**Assignment:**
Everything in the listing should be restated word for word.
◆ ◆ ◆
impl ObservationTable {
    /// Creates an empty table.
    ///
    /// * `init_value` - The value of every action in a newly created leaf.
    /// * `n_actions` - The number of actions, i.e., the length of a leaf.
    /// * `discretizer` - If given, [`ObservationTable::get`] buckets observations with it.
    pub fn new(
        init_value: f64,
        n_actions: usize,
        discretizer: Option<Discretizer>,
    ) -> Result<Self, TabularError> {
        if n_actions == 0 {
            return Err(TabularError::ZeroActions);
        }

        Ok(Self {
            init_value,
            n_actions,
            discretizer,
            key_len: None,
            root: NodeMap::default(),
        })
    }

    /// Builds an empty table from a configuration.
    pub fn build(config: &ObservationTableConfig) -> Result<Self, TabularError> {
        let discretizer: Option<Discretizer> = match &config.bucketing {
            Some(b) => Some(
                MultiBucketer::new(&b.lower_bounds, &b.upper_bounds, b.n_buckets)?.into(),
            ),
            None => None,
        };
        Self::new(config.init_value, config.n_actions, discretizer)
    }

    /// The value of every action in a newly created leaf.
    pub fn init_value(&self) -> f64 {
        self.init_value
    }

    /// The number of actions.
    pub fn n_actions(&self) -> usize {
        self.n_actions
    }

    /// The discretizer applied by [`ObservationTable::get`], if any.
    pub fn discretizer(&self) -> Option<&Discretizer> {
        self.discretizer.as_ref()
    }

    /// Converts an observation into the key it is stored under.
    ///
    /// Without a discretizer, every value must be an integer, e.g., an already
    /// bucketed observation.
    pub fn key_of(&self, observation: &[f64]) -> Result<Vec<i64>, TabularError> {
        match &self.discretizer {
            Some(d) => d.bucket(observation),
            None => observation.iter().map(|&v| discrete_value(v)).collect(),
        }
    }

    /// Returns the action values of `observation`, creating them if absent.
    pub fn get(&mut self, observation: &[f64]) -> Result<&mut [f64], TabularError> {
        let key = self.key_of(observation)?;
        self.get_key(&key)
    }

    /// Returns the action values of a discrete key, creating them if absent.
    ///
    /// Fails on an empty key, or on a key whose length differs from the keys
    /// already stored in the table. A failed call does not modify the table.
    pub fn get_key(&mut self, key: &[i64]) -> Result<&mut [f64], TabularError> {
        let (last, prefix) = key.split_last().ok_or(TabularError::EmptyKey)?;
        self.check_key_len(key)?;
        let n_actions = self.n_actions;
        let init_value = self.init_value;

        let mut level = &mut self.root;
        for (depth, k) in prefix.iter().enumerate() {
            level = match level.entry(*k).or_insert_with(Node::branch) {
                Node::Branch(map) => map,
                Node::Leaf(_) => {
                    return Err(TabularError::DimensionMismatch {
                        expected: depth + 1,
                        actual: key.len(),
                    })
                }
            };
        }

        let node = level.entry(*last).or_insert_with(|| {
            trace!("Create action values for key {:?}", key);
            Node::Leaf(vec![init_value; n_actions])
        });
        match node {
            Node::Leaf(values) => {
                self.key_len = Some(key.len());
                Ok(values.as_mut_slice())
            }
            Node::Branch(_) => Err(TabularError::DimensionMismatch {
                expected: key.len() + 1,
                actual: key.len(),
            }),
        }
    }

    /// Returns the action values of a key without creating them.
    pub fn peek(&self, key: &[i64]) -> Option<&[f64]> {
        let (last, prefix) = key.split_last()?;
        let mut level = &self.root;
        for k in prefix {
            level = match level.get(k)? {
                Node::Branch(map) => map,
                Node::Leaf(_) => return None,
            };
        }
        match level.get(last)? {
            Node::Leaf(values) => Some(values.as_slice()),
            Node::Branch(_) => None,
        }
    }

    /// Returns `true` if action values of `key` have been created.
    pub fn contains(&self, key: &[i64]) -> bool {
        self.peek(key).is_some()
    }

    /// Number of keys with action values.
    pub fn n_leaves(&self) -> usize {
        node::count_leaves(&self.root)
    }

    /// Returns `true` if no action values have been created.
    pub fn is_empty(&self) -> bool {
        self.root.is_empty()
    }

    /// Number of nodes in the table, i.e., nested maps plus leaves.
    pub fn n_nodes(&self) -> usize {
        node::count_nodes(&self.root)
    }

    /// Nesting depth of the table; 0 if it is empty.
    pub fn depth(&self) -> usize {
        node::max_depth(&self.root)
    }

    /// Returns all keys with their action values, in no particular order.
    pub fn iter(&self) -> impl Iterator<Item = (Vec<i64>, &[f64])> + '_ {
        let mut out = Vec::new();
        node::collect_leaves(&self.root, &mut Vec::new(), &mut out);
        out.into_iter()
    }

    fn check_key_len(&self, key: &[i64]) -> Result<(), TabularError> {
        match self.key_len {
            Some(expected) if expected != key.len() => Err(TabularError::DimensionMismatch {
                expected,
                actual: key.len(),
            }),
            _ => Ok(()),
        }
    }
}
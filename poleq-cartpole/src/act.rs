//! Action of [`CartPole`](crate::CartPole).
use anyhow::{bail, Result};
use poleq_core::Act;

/// Direction of the force applied to the cart.
#[derive(Clone, Copy, Debug, PartialEq, Eq)]
pub enum CartPoleAct {
    /// Push the cart to the left.
    Left,

    /// Push the cart to the right.
    Right,
}

impl CartPoleAct {
    /// Number of actions.
    pub const N: usize = 2;

    /// Constructs an action from its index: 0 pushes left, 1 pushes right.
    pub fn from_index(ix: usize) -> Result<Self> {
        match ix {
            0 => Ok(Self::Left),
            1 => Ok(Self::Right),
            _ => bail!("Invalid CartPole action index: {}", ix),
        }
    }

    /// Index of the action, e.g., in a vector of action values.
    pub fn index(&self) -> usize {
        match self {
            Self::Left => 0,
            Self::Right => 1,
        }
    }
}

impl Act for CartPoleAct {
    fn len(&self) -> usize {
        1
    }
}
◆ ◆ ◆
**Answer to this problem:**
impl ObservationTable {
    /// Creates an empty table.
    ///
    /// * `init_value` - The value of every action in a newly created leaf.
    /// * `n_actions` - The number of actions, i.e., the length of a leaf.
    /// * `discretizer` - If given, [`ObservationTable::get`] buckets observations with it.
    pub fn new(
        init_value: f64,
        n_actions: usize,
        discretizer: Option<Discretizer>,
    ) -> Result<Self, TabularError> {
        if n_actions == 0 {
            return Err(TabularError::ZeroActions);
        }

        Ok(Self {
            init_value,
            n_actions,
            discretizer,
            key_len: None,
            root: NodeMap::default(),
        })
    }

    /// Builds an empty table from a configuration.
    pub fn build(config: &ObservationTableConfig) -> Result<Self, TabularError> {
        let discretizer: Option<Discretizer> = match &config.bucketing {
            Some(b) => Some(
                MultiBucketer::new(&b.lower_bounds, &b.upper_bounds, b.n_buckets)?.into(),
            ),
            None => None,
        };
        Self::new(config.init_value, config.n_actions, discretizer)
    }

    /// The value of every action in a newly created leaf.
    pub fn init_value(&self) -> f64 {
        self.init_value
    }

    /// The number of actions.
    pub fn n_actions(&self) -> usize {
        self.n_actions
    }

    /// The discretizer applied by [`ObservationTable::get`], if any.
    pub fn discretizer(&self) -> Option<&Discretizer> {
        self.discretizer.as_ref()
    }

    /// Converts an observation into the key it is stored under.
    ///
    /// Without a discretizer, every value must be an integer, e.g., an already
    /// bucketed observation.
    pub fn key_of(&self, observation: &[f64]) -> Result<Vec<i64>, TabularError> {
        match &self.discretizer {
            Some(d) => d.bucket(observation),
            None => observation.iter().map(|&v| discrete_value(v)).collect(),
        }
    }

    /// Returns the action values of `observation`, creating them if absent.
    pub fn get(&mut self, observation: &[f64]) -> Result<&mut [f64], TabularError> {
        let key = self.key_of(observation)?;
        self.get_key(&key)
    }

    /// Returns the action values of a discrete key, creating them if absent.
    ///
    /// Fails on an empty key, or on a key whose length differs from the keys
    /// already stored in the table. A failed call does not modify the table.
    pub fn get_key(&mut self, key: &[i64]) -> Result<&mut [f64], TabularError> {
        let (last, prefix) = key.split_last().ok_or(TabularError::EmptyKey)?;
        self.check_key_len(key)?;
        let n_actions = self.n_actions;
        let init_value = self.init_value;

        let mut level = &mut self.root;
        for (depth, k) in prefix.iter().enumerate() {
            level = match level.entry(*k).or_insert_with(Node::branch) {
                Node::Branch(map) => map,
                Node::Leaf(_) => {
                    return Err(TabularError::DimensionMismatch {
                        expected: depth + 1,
                        actual: key.len(),
                    })
                }
            };
        }

        let node = level.entry(*last).or_insert_with(|| {
            trace!("Create action values for key {:?}", key);
            Node::Leaf(vec![init_value; n_actions])
        });
        match node {
            Node::Leaf(values) => {
                self.key_len = Some(key.len());
                Ok(values.as_mut_slice())
            }
            Node::Branch(_) => Err(TabularError::DimensionMismatch {
                expected: key.len() + 1,
                actual: key.len(),
            }),
        }
    }

    /// Returns the action values of a key without creating them.
    pub fn peek(&self, key: &[i64]) -> Option<&[f64]> {
        let (last, prefix) = key.split_last()?;
        let mut level = &self.root;
        for k in prefix {
            level = match level.get(k)? {
                Node::Branch(map) => map,
                Node::Leaf(_) => return None,
            };
        }
        match level.get(last)? {
            Node::Leaf(values) => Some(values.as_slice()),
            Node::Branch(_) => None,
        }
    }

    /// Returns `true` if action values of `key` have been created.
    pub fn contains(&self, key: &[i64]) -> bool {
        self.peek(key).is_some()
    }

    /// Number of keys with action values.
    pub fn n_leaves(&self) -> usize {
        node::count_leaves(&self.root)
    }

    /// Returns `true` if no action values have been created.
    pub fn is_empty(&self) -> bool {
        self.root.is_empty()
    }

    /// Number of nodes in the table, i.e., nested maps plus leaves.
    pub fn n_nodes(&self) -> usize {
        node::count_nodes(&self.root)
    }

    /// Nesting depth of the table; 0 if it is empty.
    pub fn depth(&self) -> usize {
        node::max_depth(&self.root)
    }

    /// Returns all keys with their action values, in no particular order.
    pub fn iter(&self) -> impl Iterator<Item = (Vec<i64>, &[f64])> + '_ {
        let mut out = Vec::new();
        node::collect_leaves(&self.root, &mut Vec::new(), &mut out);
        out.into_iter()
    }

    fn check_key_len(&self, key: &[i64]) -> Result<(), TabularError> {
        match self.key_len {
            Some(expected) if expected != key.len() => Err(TabularError::DimensionMismatch {
                expected,
                actual: key.len(),
            }),
            _ => Ok(()),
        }
    }
}
filename poleq-cartpole/src/act.rs
//! Action of [`CartPole`](crate::CartPole).
use anyhow::{bail, Result};
use poleq_core::Act;

/// Direction of the force applied to the cart.
#[derive(Clone, Copy, Debug, PartialEq, Eq)]
pub enum CartPoleAct {
    /// Push the cart to the left.
    Left,

    /// Push the cart to the right.
    Right,
}

impl CartPoleAct {
    /// Number of actions.
    pub const N: usize = 2;

    /// Constructs an action from its index: 0 pushes left, 1 pushes right.
    pub fn from_index(ix: usize) -> Result<Self> {
        match ix {
            0 => Ok(Self::Left),
            1 => Ok(Self::Right),
            _ => bail!("Invalid CartPole action index: {}", ix),
        }
    }

    /// Index of the action, e.g., in a vector of action values.
    pub fn index(&self) -> usize {
        match self {
            Self::Left => 0,
            Self::Right => 1,
        }
    }
}

impl Act for CartPoleAct {
    fn len(&self) -> usize {
        1
    }
}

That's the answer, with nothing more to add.